» WHAT THIS TASK INVOLVES
Please copy every record exactly as it is written.

» EXTRACTED INFORMATION
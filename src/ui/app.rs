//! Application state management for the dashboard.
//!
//! `App` is the single session-state object: display fields, chart views,
//! the log table, the behavior tally and the live flag. Only the driver loop
//! owns it, so it needs no locking.

use crate::config::DashboardConfig;
use crate::summary::{fixed, walking_label, SensorSummary};
use crate::ui::history::SeriesView;
use crate::ui::log_table::{LogRow, LogTable};
use crate::ui::tally::BehaviorTally;
use chrono::{DateTime, Local};

/// Placeholder shown before the first sample arrives.
const EMPTY_FIELD: &str = "--";

/// Wall-clock label used for status, chart and log timestamps
pub fn clock_label(time: &DateTime<Local>) -> String {
    time.format("%H:%M:%S").to_string()
}

/// Chart-type selector value. Selecting one changes nothing yet.
#[derive(Debug, Clone, Copy, PartialEq, Eq, Default)]
pub enum ChartKind {
    #[default]
    Line,
    Scatter,
    Bar,
}

impl ChartKind {
    pub fn next(self) -> Self {
        match self {
            ChartKind::Line => ChartKind::Scatter,
            ChartKind::Scatter => ChartKind::Bar,
            ChartKind::Bar => ChartKind::Line,
        }
    }

    pub fn label(self) -> &'static str {
        match self {
            ChartKind::Line => "Line",
            ChartKind::Scatter => "Scatter",
            ChartKind::Bar => "Bar",
        }
    }
}

/// Rendered text of every scalar display field
#[derive(Debug, Clone, PartialEq)]
pub struct DisplayFields {
    pub motion: String,
    pub behavior: String,
    pub walking: String,
    pub variance: String,
    pub intensity: Option<String>,
    pub tilt: Option<String>,
    pub accel: [String; 3],
    pub gyro: [String; 3],
    pub status_time: String,
    pub last_moved: String,
}

impl Default for DisplayFields {
    fn default() -> Self {
        let empty = || EMPTY_FIELD.to_string();
        Self {
            motion: empty(),
            behavior: empty(),
            walking: empty(),
            variance: empty(),
            intensity: None,
            tilt: None,
            accel: [empty(), empty(), empty()],
            gyro: [empty(), empty(), empty()],
            status_time: String::new(),
            last_moved: String::new(),
        }
    }
}

/// Application state
pub struct App {
    /// Whether the application should quit
    pub should_quit: bool,
    /// Inert chart-type selection
    pub chart_kind: ChartKind,
    /// Show help panel
    pub show_help: bool,
    /// Scalar display fields
    pub fields: DisplayFields,
    /// Accelerometer chart (X, Y, Z)
    pub accel: SeriesView,
    /// Gyroscope chart (X, Y, Z)
    pub gyro: SeriesView,
    /// Z variance chart
    pub variance: SeriesView,
    /// Recent samples, newest first
    pub log: LogTable,
    /// Behavior occurrences
    pub tally: BehaviorTally,
    /// Last time a non-stable motion was seen
    pub last_motion_change: Option<DateTime<Local>>,
    /// Where samples come from, for the status bar
    pub source_label: String,
    live: bool,
    stable_motion: String,
    needs_redraw: bool,
}

impl App {
    /// Create a new application state
    pub fn new(settings: &DashboardConfig, source_label: String) -> Self {
        let points = settings.chart_points;
        Self {
            should_quit: false,
            chart_kind: ChartKind::default(),
            show_help: false,
            fields: DisplayFields::default(),
            accel: SeriesView::new("Accelerometer (g)", &["Accel X", "Accel Y", "Accel Z"], points),
            gyro: SeriesView::new("Gyroscope (°/s)", &["Gyro X", "Gyro Y", "Gyro Z"], points),
            variance: SeriesView::new("Variance Z", &["Variance Z"], points),
            log: LogTable::new(settings.log_rows),
            tally: BehaviorTally::new(),
            last_motion_change: None,
            source_label,
            live: true,
            stable_motion: settings.stable_motion.clone(),
            needs_redraw: true,
        }
    }

    pub fn is_live(&self) -> bool {
        self.live
    }

    /// Flip the live flag. Samples missed while paused are not buffered.
    pub fn toggle_live(&mut self) {
        self.live = !self.live;
        tracing::info!(live = self.live, "Polling {}", if self.live { "resumed" } else { "paused" });
        self.needs_redraw = true;
    }

    /// Label of the pause/resume control for the current state
    pub fn toggle_label(&self) -> &'static str {
        if self.live { "Pause" } else { "Resume" }
    }

    /// Render one successfully fetched sample into every view.
    pub fn apply_summary(&mut self, sample: &SensorSummary, now: DateTime<Local>) {
        let stamp = clock_label(&now);
        let variance = fixed(sample.summary.variance_z, 4);
        let walking = walking_label(sample.summary.walking);

        // Scalar fields
        self.fields.motion = sample.motion.clone();
        self.fields.behavior = sample.summary.behavior.clone();
        self.fields.walking = walking.to_string();
        self.fields.variance = variance.clone();
        self.fields.intensity = sample.summary.intensity.clone();
        self.fields.tilt = sample.summary.tilt.clone();
        self.fields.accel = sample.accel.to_array().map(|v| fixed(v, 2));
        self.fields.gyro = sample.gyro.to_array().map(|v| fixed(v, 2));
        self.fields.status_time = stamp.clone();

        // Charts share one label sequence
        self.accel.push(stamp.clone(), &sample.accel.to_array());
        self.gyro.push(stamp.clone(), &sample.gyro.to_array());
        self.variance.push(stamp.clone(), &[sample.summary.variance_z]);

        self.log.insert(LogRow {
            time: stamp,
            motion: sample.motion.clone(),
            behavior: sample.summary.behavior.clone(),
            walking: walking.to_string(),
            variance,
        });

        if sample.motion != self.stable_motion {
            self.last_motion_change = Some(now);
        }
        if let Some(moved) = &self.last_motion_change {
            self.fields.last_moved = clock_label(moved);
        }

        self.tally.record(&sample.summary.behavior);
        self.needs_redraw = true;
    }

    /// Refresh the status clock; runs whether or not polling is live.
    pub fn stamp_clock(&mut self, now: DateTime<Local>) {
        self.fields.status_time = clock_label(&now);
        self.needs_redraw = true;
    }

    /// Advance the chart-type selector
    pub fn cycle_chart_kind(&mut self) {
        self.chart_kind = self.chart_kind.next();
        tracing::debug!(kind = self.chart_kind.label(), "Chart type selected");
        self.needs_redraw = true;
    }

    /// Toggle help panel
    pub fn toggle_help(&mut self) {
        self.show_help = !self.show_help;
        self.needs_redraw = true;
    }

    pub fn request_redraw(&mut self) {
        self.needs_redraw = true;
    }

    /// Returns whether a redraw is pending and clears the flag
    pub fn take_redraw(&mut self) -> bool {
        std::mem::take(&mut self.needs_redraw)
    }
}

» EXERCISE RESPONSE
filename src/ui/app.rs
//! Application state management for the dashboard.
//!
//! `App` is the single session-state object: display fields, chart views,
//! the log table, the behavior tally and the live flag. Only the driver loop
//! owns it, so it needs no locking.

use crate::config::DashboardConfig;
use crate::summary::{fixed, walking_label, SensorSummary};
use crate::ui::history::SeriesView;
use crate::ui::log_table::{LogRow, LogTable};
use crate::ui::tally::BehaviorTally;
use chrono::{DateTime, Local};

/// Placeholder shown before the first sample arrives.
const EMPTY_FIELD: &str = "--";

/// Wall-clock label used for status, chart and log timestamps
pub fn clock_label(time: &DateTime<Local>) -> String {
    time.format("%H:%M:%S").to_string()
}

/// Chart-type selector value. Selecting one changes nothing yet.
#[derive(Debug, Clone, Copy, PartialEq, Eq, Default)]
pub enum ChartKind {
    #[default]
    Line,
    Scatter,
    Bar,
}

impl ChartKind {
    pub fn next(self) -> Self {
        match self {
            ChartKind::Line => ChartKind::Scatter,
            ChartKind::Scatter => ChartKind::Bar,
            ChartKind::Bar => ChartKind::Line,
        }
    }

    pub fn label(self) -> &'static str {
        match self {
            ChartKind::Line => "Line",
            ChartKind::Scatter => "Scatter",
            ChartKind::Bar => "Bar",
        }
    }
}

/// Rendered text of every scalar display field
#[derive(Debug, Clone, PartialEq)]
pub struct DisplayFields {
    pub motion: String,
    pub behavior: String,
    pub walking: String,
    pub variance: String,
    pub intensity: Option<String>,
    pub tilt: Option<String>,
    pub accel: [String; 3],
    pub gyro: [String; 3],
    pub status_time: String,
    pub last_moved: String,
}

impl Default for DisplayFields {
    fn default() -> Self {
        let empty = || EMPTY_FIELD.to_string();
        Self {
            motion: empty(),
            behavior: empty(),
            walking: empty(),
            variance: empty(),
            intensity: None,
            tilt: None,
            accel: [empty(), empty(), empty()],
            gyro: [empty(), empty(), empty()],
            status_time: String::new(),
            last_moved: String::new(),
        }
    }
}

/// Application state
pub struct App {
    /// Whether the application should quit
    pub should_quit: bool,
    /// Inert chart-type selection
    pub chart_kind: ChartKind,
    /// Show help panel
    pub show_help: bool,
    /// Scalar display fields
    pub fields: DisplayFields,
    /// Accelerometer chart (X, Y, Z)
    pub accel: SeriesView,
    /// Gyroscope chart (X, Y, Z)
    pub gyro: SeriesView,
    /// Z variance chart
    pub variance: SeriesView,
    /// Recent samples, newest first
    pub log: LogTable,
    /// Behavior occurrences
    pub tally: BehaviorTally,
    /// Last time a non-stable motion was seen
    pub last_motion_change: Option<DateTime<Local>>,
    /// Where samples come from, for the status bar
    pub source_label: String,
    live: bool,
    stable_motion: String,
    needs_redraw: bool,
}

impl App {
    /// Create a new application state
    pub fn new(settings: &DashboardConfig, source_label: String) -> Self {
        let points = settings.chart_points;
        Self {
            should_quit: false,
            chart_kind: ChartKind::default(),
            show_help: false,
            fields: DisplayFields::default(),
            accel: SeriesView::new("Accelerometer (g)", &["Accel X", "Accel Y", "Accel Z"], points),
            gyro: SeriesView::new("Gyroscope (°/s)", &["Gyro X", "Gyro Y", "Gyro Z"], points),
            variance: SeriesView::new("Variance Z", &["Variance Z"], points),
            log: LogTable::new(settings.log_rows),
            tally: BehaviorTally::new(),
            last_motion_change: None,
            source_label,
            live: true,
            stable_motion: settings.stable_motion.clone(),
            needs_redraw: true,
        }
    }

    pub fn is_live(&self) -> bool {
        self.live
    }

    /// Flip the live flag. Samples missed while paused are not buffered.
    pub fn toggle_live(&mut self) {
        self.live = !self.live;
        tracing::info!(live = self.live, "Polling {}", if self.live { "resumed" } else { "paused" });
        self.needs_redraw = true;
    }

    /// Label of the pause/resume control for the current state
    pub fn toggle_label(&self) -> &'static str {
        if self.live { "Pause" } else { "Resume" }
    }

    /// Render one successfully fetched sample into every view.
    pub fn apply_summary(&mut self, sample: &SensorSummary, now: DateTime<Local>) {
        let stamp = clock_label(&now);
        let variance = fixed(sample.summary.variance_z, 4);
        let walking = walking_label(sample.summary.walking);

        // Scalar fields
        self.fields.motion = sample.motion.clone();
        self.fields.behavior = sample.summary.behavior.clone();
        self.fields.walking = walking.to_string();
        self.fields.variance = variance.clone();
        self.fields.intensity = sample.summary.intensity.clone();
        self.fields.tilt = sample.summary.tilt.clone();
        self.fields.accel = sample.accel.to_array().map(|v| fixed(v, 2));
        self.fields.gyro = sample.gyro.to_array().map(|v| fixed(v, 2));
        self.fields.status_time = stamp.clone();

        // Charts share one label sequence
        self.accel.push(stamp.clone(), &sample.accel.to_array());
        self.gyro.push(stamp.clone(), &sample.gyro.to_array());
        self.variance.push(stamp.clone(), &[sample.summary.variance_z]);

        self.log.insert(LogRow {
            time: stamp,
            motion: sample.motion.clone(),
            behavior: sample.summary.behavior.clone(),
            walking: walking.to_string(),
            variance,
        });

        if sample.motion != self.stable_motion {
            self.last_motion_change = Some(now);
        }
        if let Some(moved) = &self.last_motion_change {
            self.fields.last_moved = clock_label(moved);
        }

        self.tally.record(&sample.summary.behavior);
        self.needs_redraw = true;
    }

    /// Refresh the status clock; runs whether or not polling is live.
    pub fn stamp_clock(&mut self, now: DateTime<Local>) {
        self.fields.status_time = clock_label(&now);
        self.needs_redraw = true;
    }

    /// Advance the chart-type selector
    pub fn cycle_chart_kind(&mut self) {
        self.chart_kind = self.chart_kind.next();
        tracing::debug!(kind = self.chart_kind.label(), "Chart type selected");
        self.needs_redraw = true;
    }

    /// Toggle help panel
    pub fn toggle_help(&mut self) {
        self.show_help = !self.show_help;
        self.needs_redraw = true;
    }

    pub fn request_redraw(&mut self) {
        self.needs_redraw = true;
    }

    /// Returns whether a redraw is pending and clears the flag
    pub fn take_redraw(&mut self) -> bool {
        std::mem::take(&mut self.needs_redraw)
    }
}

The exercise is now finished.